Utah Court of Appeals

Can trial courts disallow marital debt payments when calculating alimony? Redden v. Redden Explained

2020 UT App 22
No. 20180852-CA
February 13, 2020
Affirmed in part and Reversed in part

Summary

Spencer and Debbie Redden divorced after thirteen years of marriage. The district court awarded Debbie $1,000 monthly alimony for thirteen years but disallowed Spencer’s claimed monthly expenses for student loan payments, vehicle loan payments, and credit card debt when calculating his ability to pay.

Analysis

In Redden v. Redden, the Utah Court of Appeals addressed when trial courts may properly disallow debt payments as monthly expenses in alimony calculations, providing important guidance on the adequate findings requirement and treatment of marital debt obligations.

Background and Facts

Spencer and Debbie Redden divorced after thirteen years of marriage. During the bench trial on reserved issues, the district court determined that Debbie had monthly expenses of $2,483 against net income of $1,148, creating a $1,335 shortfall. For Spencer, the court found net income of $4,688 and adjusted monthly expenses of $2,421, leaving $1,170 available for alimony after child support obligations. However, the court disallowed Spencer’s claimed monthly expenses for student loan payments ($374), vehicle loan payments ($762 for two vehicles), and credit card debt ($571) when calculating his ability to pay. The court awarded Debbie $1,000 monthly alimony for thirteen years.

Key Legal Issues

The primary issues were whether the trial court exceeded its discretion by disallowing legitimate debt payments as monthly expenses and whether the court’s findings were adequate to support its alimony determination. Utah Code section 30-3-5(8)(a) requires courts to consider the payor spouse’s ability to provide support, which necessarily includes analysis of the payor’s legitimate monthly obligations.

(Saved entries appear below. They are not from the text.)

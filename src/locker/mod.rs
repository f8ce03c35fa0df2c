//! Cross-node lock manager
//!
//! A [`Locker`] is one node's handle on the cluster-wide lock namespace. It
//! resolves and registers the node identity, releases whatever a crashed
//! predecessor left behind, then serves acquire calls until [`Locker::shutdown`].
//!
//! Acquisition order among waiters is not fair: whichever caller's
//! conditional set reaches the store first after a wake-up wins.

pub mod identity;
pub mod notify;
mod recovery;
mod renewal;
mod waiter;

pub use identity::{NodeIdentity, AUTO_ID_PREFIX};
pub use notify::{BusNotifier, ReleaseNotifier};

use crate::common::{run_protected, validate_key, Error, LockerConfig, Result};
use crate::store::{Keyspace, LockStore};
use std::sync::atomic::{AtomicBool, Ordering};
use std::sync::{Arc, Mutex, PoisonError};
use std::time::Duration;
use tokio::sync::oneshot;
use tokio::task::JoinHandle;
use tokio_util::sync::CancellationToken;
use waiter::{Attempt, WaitRef, WaiterTable};

/// Lease used by [`Locker::acquire_auto`]
pub const AUTO_LEASE: Duration = Duration::from_secs(15 * 60);

/// Lease used by [`Locker::acquire_wait_hour`]
pub const HOUR_LEASE: Duration = Duration::from_secs(60 * 60);

/// State shared by the public handle, guards and background tasks.
pub(crate) struct Shared {
    node_id: String,
    keys: Keyspace,
    /// This node's ledger hash
    ledger: String,
    store: Arc<dyn LockStore>,
    notifier: Arc<dyn ReleaseNotifier>,
    waiters: WaiterTable,
    config: LockerConfig,
    closed: AtomicBool,
}

impl Shared {
    fn ensure_open(&self) -> Result<()> {
        if self.closed.load(Ordering::Acquire) {
            return Err(Error::ShutDown(self.node_id.clone()));
        }
        Ok(())
    }
}

/// One node's lock manager.
pub struct Locker {
    shared: Arc<Shared>,
    identity: NodeIdentity,
    tasks: Mutex<Vec<JoinHandle<()>>>,
    /// Set once shutdown has cleaned up the store.
    released: AtomicBool,
}

impl Locker {
    /// Start a node that announces releases on the store's notification channel.
    pub async fn initialize(config: LockerConfig, store: Arc<dyn LockStore>) -> Result<Self> {
        let keys = Keyspace::new(config.namespace.clone());
        let notifier = Arc::new(BusNotifier::new(store.clone(), &keys));
        Self::start(config, store, notifier, true).await
    }

    /// Start a node with a custom release notifier.
    ///
    /// No subscriber is started: the application must forward releases seen
    /// by other nodes to [`Locker::handle_release_event`].
    pub async fn initialize_with_notifier(
        config: LockerConfig,
        store: Arc<dyn LockStore>,
        notifier: Arc<dyn ReleaseNotifier>,
    ) -> Result<Self> {
        Self::start(config, store, notifier, false).await
    }

    async fn start(
        config: LockerConfig,
        store: Arc<dyn LockStore>,
        notifier: Arc<dyn ReleaseNotifier>,
        subscribe: bool,
    ) -> Result<Self> {
        config.validate()?;
        let keys = Keyspace::new(config.namespace.clone());
        let identity =
            identity::resolve(&config.node_id, &config.runtime_dir, store.as_ref(), &keys).await?;
        identity::register(&identity, store.as_ref(), &keys).await?;

        let shared = Arc::new(Shared {
            node_id: identity.id().to_string(),
            ledger: keys.ledger(identity.id()),
            keys,
            store,
            notifier,
            waiters: WaiterTable::default(),
            config,
            closed: AtomicBool::new(false),
        });
        let locker = Self {
            shared: shared.clone(),
            identity,
            tasks: Mutex::new(Vec::new()),
            released: AtomicBool::new(false),
        };

        if subscribe {
            let (ready_tx, ready_rx) = oneshot::channel();
            locker.track(tokio::spawn(notify::subscribe_forever(
                shared.clone(),
                Some(ready_tx),
            )));
            let _ = ready_rx.await;
        }

        let recovered = shared.recover_stale_locks().await?;
        locker.track(tokio::spawn(renewal::watch_leases(shared)));

        tracing::info!(
            "Lock node {} ready ({} stale locks recovering)",
            locker.identity,
            recovered
        );
        Ok(locker)
    }

    fn track(&self, task: JoinHandle<()>) {
        self.tasks
            .lock()
            .unwrap_or_else(PoisonError::into_inner)
            .push(task);
    }

    pub fn node_id(&self) -> &str {
        self.identity.id()
    }

    pub fn identity(&self) -> &NodeIdentity {
        &self.identity
    }

    /// Wait until the lock is acquired. The lock never expires on its own.
    pub async fn acquire_wait(&self, key: &str) -> Result<LockGuard> {
        self.acquire_wait_with_lease(key, Duration::ZERO).await
    }

    /// Wait until the lock is acquired with `lease`; the renewal watcher keeps
    /// it alive while held.
    ///
    /// Dropping the returned future stops waiting without holding anything.
    pub async fn acquire_wait_with_lease(&self, key: &str, lease: Duration) -> Result<LockGuard> {
        validate_key(key)?;
        let mut waiting: Option<WaitRef> = None;
        let mut attempts: u64 = 0;
        loop {
            attempts += 1;
            match self.shared.attempt(key, lease, waiting.is_none()).await {
                Ok(Attempt::Acquired) => {
                    if let Some(waiting) = waiting.take() {
                        waiting.disarm();
                    }
                    tracing::trace!(key, attempts, "acquired");
                    return Ok(LockGuard::held(self.shared.clone(), key));
                }
                Ok(Attempt::Contended(wake)) => {
                    let waiting = waiting.get_or_insert_with(|| WaitRef::new(self.shared.clone(), key));
                    waiting.park(wake);
                    waiting.wait().await;
                }
                Err(e) => {
                    if let Some(waiting) = waiting.take() {
                        waiting.abandon().await;
                    }
                    return Err(e);
                }
            }
        }
    }

    /// [`Self::acquire_wait_with_lease`] with a 15 minute lease.
    pub async fn acquire_auto(&self, key: &str) -> Result<LockGuard> {
        self.acquire_wait_with_lease(key, AUTO_LEASE).await
    }

    /// [`Self::acquire_wait_with_lease`] with a one hour lease.
    pub async fn acquire_wait_hour(&self, key: &str) -> Result<LockGuard> {
        self.acquire_wait_with_lease(key, HOUR_LEASE).await
    }

    /// Wait until the lock is acquired or `cancel` fires.
    ///
    /// Returns `(guard, timed_out)`. On cancellation the guard holds nothing.
    /// Cancellation is checked before every attempt, and an attempt that
    /// succeeds is always reported even if cancellation raced with it.
    pub async fn acquire_wait_context(
        &self,
        cancel: &CancellationToken,
        key: &str,
        lease: Duration,
    ) -> Result<(LockGuard, bool)> {
        validate_key(key)?;
        let mut waiting: Option<WaitRef> = None;
        let mut attempts: u64 = 0;
        loop {
            if cancel.is_cancelled() {
                if let Some(waiting) = waiting.take() {
                    waiting.abandon().await;
                }
                tracing::debug!(key, attempts, "acquire cancelled");
                return Ok((LockGuard::noop(key), true));
            }
            attempts += 1;

            match self.shared.attempt(key, lease, waiting.is_none()).await {
                Ok(Attempt::Acquired) => {
                    if let Some(waiting) = waiting.take() {
                        waiting.disarm();
                    }
                    return Ok((LockGuard::held(self.shared.clone(), key), false));
                }
                Ok(Attempt::Contended(wake)) => {
                    let waiting = waiting.get_or_insert_with(|| WaitRef::new(self.shared.clone(), key));
                    waiting.park(wake);
                    tokio::select! {
                        _ = waiting.wait() => {}
                        _ = cancel.cancelled() => {}
                    }
                }
                Err(e) => {
                    if let Some(waiting) = waiting.take() {
                        waiting.abandon().await;
                    }
                    return Err(e);
                }
            }
        }
    }

    /// [`Self::acquire_wait_context`] with no lease.
    pub async fn acquire_with_context(
        &self,
        cancel: &CancellationToken,
        key: &str,
    ) -> Result<(LockGuard, bool)> {
        self.acquire_wait_context(cancel, key, Duration::ZERO).await
    }

    /// Try once without waiting. Returns `(guard, acquired)`.
    pub async fn acquire_non_blocking(&self, key: &str, lease: Duration) -> Result<(LockGuard, bool)> {
        validate_key(key)?;
        match self.shared.attempt(key, lease, true).await? {
            Attempt::Acquired => Ok((LockGuard::held(self.shared.clone(), key), true)),
            Attempt::Contended(wake) => {
                let mut waiting = WaitRef::new(self.shared.clone(), key);
                waiting.park(wake);
                waiting.abandon().await;
                Ok((LockGuard::noop(key), false))
            }
        }
    }

    /// Wake a local waiter for `key`, released on another node.
    ///
    /// Only needed with a custom [`ReleaseNotifier`]; the built-in subscriber
    /// does this on its own.
    pub async fn handle_release_event(&self, key: &str) {
        self.shared.wake(key).await;
    }

    /// Identities currently registered online.
    pub async fn online_nodes(&self) -> Result<Vec<String>> {
        self.shared
            .store
            .set_members(&self.shared.keys.online_set())
            .await
    }

    /// Locks this node's ledger says it holds.
    pub async fn held_keys(&self) -> Result<Vec<String>> {
        self.shared.store.hash_fields(&self.shared.ledger).await
    }

    /// Release every lock this node holds and deregister it.
    ///
    /// Later acquire calls fail with [`Error::ShutDown`]; outstanding guards
    /// can still be released. If the store fails part way, calling this
    /// again picks up whatever is still in the ledger.
    pub async fn shutdown(&self) -> Result<()> {
        self.shared.closed.store(true, Ordering::Release);
        self.stop_tasks();
        if self.released.load(Ordering::Acquire) {
            return Ok(());
        }
        let released = self.shared.release_all().await?;
        self.released.store(true, Ordering::Release);
        tracing::info!("Lock node {} shut down, released {} locks", self.identity, released);
        Ok(())
    }

    fn stop_tasks(&self) {
        for task in self
            .tasks
            .lock()
            .unwrap_or_else(PoisonError::into_inner)
            .drain(..)
        {
            task.abort();
        }
    }
}

impl Drop for Locker {
    fn drop(&mut self) {
        // Without shutdown, held locks stay in the ledger for the next run to recover.
        self.stop_tasks();
    }
}

/// Handle on an acquired lock.
///
/// Release it with [`LockGuard::release`]. Dropping a held guard releases it
/// in the background. A guard returned for a failed or cancelled acquisition
/// holds nothing.
#[must_use = "dropping the guard releases the lock"]
pub struct LockGuard {
    key: String,
    shared: Option<Arc<Shared>>,
}

impl LockGuard {
    fn held(shared: Arc<Shared>, key: &str) -> Self {
        Self {
            key: key.to_string(),
            shared: Some(shared),
        }
    }

    fn noop(key: &str) -> Self {
        Self {
            key: key.to_string(),
            shared: None,
        }
    }

    /// Name of the lock.
    pub fn key(&self) -> &str {
        &self.key
    }

    /// `false` for the guard of a failed or cancelled acquisition.
    pub fn is_held(&self) -> bool {
        self.shared.is_some()
    }

    pub async fn release(mut self) -> Result<()> {
        match self.shared.take() {
            Some(shared) => shared.release(&self.key).await,
            None => Ok(()),
        }
    }

    /// Drop the handle without releasing. The lock then ends only through
    /// lease expiry, [`Locker::shutdown`] or crash recovery.
    pub fn forget(mut self) {
        self.shared = None;
    }
}

impl std::fmt::Debug for LockGuard {
    fn fmt(&self, f: &mut std::fmt::Formatter<'_>) -> std::fmt::Result {
        f.debug_struct("LockGuard")
            .field("key", &self.key)
            .field("held", &self.is_held())
            .finish()
    }
}

impl Drop for LockGuard {
    fn drop(&mut self) {
        let Some(shared) = self.shared.take() else {
            return;
        };
        let key = std::mem::take(&mut self.key);
        match tokio::runtime::Handle::try_current() {
            Ok(runtime) => {
                runtime.spawn(async move {
                    run_protected("guard-release", async {
                        if let Err(e) = shared.release(&key).await {
                            tracing::warn!("Failed to release dropped lock {}: {}", key, e);
                        }
                    })
                    .await;
                });
            }
            Err(_) => {
                tracing::warn!("Lock {} dropped outside a runtime, left to expire", key);
            }
        }
    }
}

#[cfg(test)]
mod tests {
    use super::*;
    use crate::store::MemoryStore;

    fn config(dir: &tempfile::TempDir) -> LockerConfig {
        LockerConfig {
            runtime_dir: dir.path().to_path_buf(),
            ..Default::default()
        }
    }

    #[tokio::test]
    async fn test_dropped_guard_releases() {
        let dir = tempfile::tempdir().unwrap();
        let locker = Locker::initialize(config(&dir), Arc::new(MemoryStore::new()))
            .await
            .unwrap();

        {
            let _guard = locker.acquire_wait("job").await.unwrap();
        }
        // The background release lets the next caller in.
        let guard = locker.acquire_wait("job").await.unwrap();
        guard.release().await.unwrap();
    }

    #[tokio::test]
    async fn test_acquire_after_shutdown_fails() {
        let dir = tempfile::tempdir().unwrap();
        let locker = Locker::initialize(config(&dir), Arc::new(MemoryStore::new()))
            .await
            .unwrap();
        locker.shutdown().await.unwrap();
        locker.shutdown().await.unwrap();

        assert!(matches!(
            locker.acquire_non_blocking("job", Duration::ZERO).await,
            Err(Error::ShutDown(_))
        ));
    }

    #[tokio::test]
    async fn test_invalid_key_rejected() {
        let dir = tempfile::tempdir().unwrap();
        let locker = Locker::initialize(config(&dir), Arc::new(MemoryStore::new()))
            .await
            .unwrap();
        assert!(matches!(
            locker.acquire_wait("").await,
            Err(Error::InvalidConfig(_))
        ));
    }

    #[tokio::test]
    async fn test_store_failure_propagates() {
        let dir = tempfile::tempdir().unwrap();
        let store = Arc::new(MemoryStore::new());
        let locker = Locker::initialize(config(&dir), store.clone()).await.unwrap();

        store.set_offline(true);
        assert!(matches!(
            locker.acquire_wait("job").await,
            Err(Error::Store(_))
        ));
        store.set_offline(false);
        assert!(locker.shared.waiters.lock().await.is_empty());
    }
}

Court’s Analysis and Holding

The Court of Appeals applied the abuse of discretion standard and emphasized that district courts must make adequate findings revealing their reasoning. Regarding the student loan debt, the court found the evidence showed the loans were obtained during marriage for Spencer’s education, with payments due to commence shortly after trial. Without additional explanation, the trial court’s conclusion that these payments didn’t reflect the marital standard of living was unsupported. Similarly, for the vehicle loan payments, evidence showed both vehicles were marital purchases with each spouse using one vehicle during marriage, making the debt obligations consistent with the marital standard of living. However, the court affirmed the trial court’s treatment of credit card debt, finding Spencer’s testimony was equivocal and suggested the debt represented expenses already accounted for elsewhere, creating potential double-counting.

Practice Implications

This decision reinforces that marital debt obligations generally constitute legitimate expenses affecting a payor spouse’s ability to provide alimony. Trial courts cannot simply disallow such debts without adequate findings explaining why they don’t reflect the marital standard of living. The case also demonstrates the importance of presenting clear, specific testimony about debt obligations during trial, as equivocal or incomplete testimony may support a court’s decision to disallow claimed expenses.

Original Opinion

Link to Original Case

Case Details

Case Name

Redden v. Redden

Citation

2020 UT App 22

Court

Utah Court of Appeals

Case Number

No. 20180852-CA

Date Decided

February 13, 2020

Outcome

Affirmed in part and Reversed in part

Holding

A trial court exceeds its discretion when it disallows legitimate marital debt obligations as monthly expenses in calculating a payor spouse’s ability to provide alimony without adequate supporting findings.

Standard of Review

Abuse of discretion for alimony determinations

Practice Tip

When challenging alimony awards on appeal, carefully examine whether the trial court provided adequate findings to support its treatment of debt obligations as monthly expenses, particularly for legitimate marital debts.